Records supplied:

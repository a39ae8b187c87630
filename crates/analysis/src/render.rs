//! Rendering accumulated counters back into raster heatmaps.

use rayon::prelude::*;

use raster::{unpack, PixelBuffer, RasterResult};

use crate::ramp::ColorRamp;

/// Divisor aligning per-pixel averages with the overall array's weighting.
const OVERALL_WEIGHT: f32 = 4.0;

/// Render per-pixel counters as a false-color frequency heatmap.
///
/// Each pixel's normalized average `count / 4 / analyzed` is scaled by
/// `multiplier` and mapped through `ramp`; pixels with no signal get the
/// ramp's floor color. Rows are independent and rendered in parallel.
pub fn render_frequency(
    counts: &[u32],
    width: u32,
    height: u32,
    analyzed: u32,
    multiplier: f32,
    ramp: &ColorRamp,
) -> RasterResult<PixelBuffer> {
    let mut buffer = PixelBuffer::new(width, height, 3)?;
    let stride = buffer.stride();
    let w = width as usize;

    buffer
        .data_mut()
        .par_chunks_mut(stride)
        .enumerate()
        .for_each(|(y, row)| {
            for x in 0..w {
                let count = counts[y * w + x];
                let average = count as f32 / OVERALL_WEIGHT / analyzed as f32 * multiplier;
                let color = if average > 0.0 {
                    ramp.map(average)
                } else {
                    ramp.floor_color()
                };
                let (b, g, r) = unpack(color);
                let ofs = x * 3;
                row[ofs] = b;
                row[ofs + 1] = g;
                row[ofs + 2] = r;
            }
        });

    Ok(buffer)
}

/// Render a binary mask raster: white where `counts` is non-zero, black
/// elsewhere. Returns the buffer and the number of non-zero pixels.
pub fn render_binary(counts: &[u32], width: u32, height: u32) -> RasterResult<(PixelBuffer, usize)> {
    let mut buffer = PixelBuffer::new(width, height, 3)?;
    let stride = buffer.stride();
    let w = width as usize;
    let mut hits = 0usize;

    for (y, row) in buffer.data_mut().chunks_mut(stride).enumerate() {
        for x in 0..w {
            if counts[y * w + x] > 0 {
                hits += 1;
                let ofs = x * 3;
                row[ofs] = 0xFF;
                row[ofs + 1] = 0xFF;
                row[ofs + 2] = 0xFF;
            }
        }
    }

    Ok((buffer, hits))
}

Problem to solve:
Print only what lies in the material above starting at the line with "let count = counts[y" and ending at the line with "of non-zero pixels.", every line exactly as given.

Result for this exercise:
                let count = counts[y * w + x];
                let average = count as f32 / OVERALL_WEIGHT / analyzed as f32 * multiplier;
                let color = if average > 0.0 {
                    ramp.map(average)
                } else {
                    ramp.floor_color()
                };
                let (b, g, r) = unpack(color);
                let ofs = x * 3;
                row[ofs] = b;
                row[ofs + 1] = g;
                row[ofs + 2] = r;
            }
        });

    Ok(buffer)
}

/// Render a binary mask raster: white where `counts` is non-zero, black
/// elsewhere. Returns the buffer and the number of non-zero pixels.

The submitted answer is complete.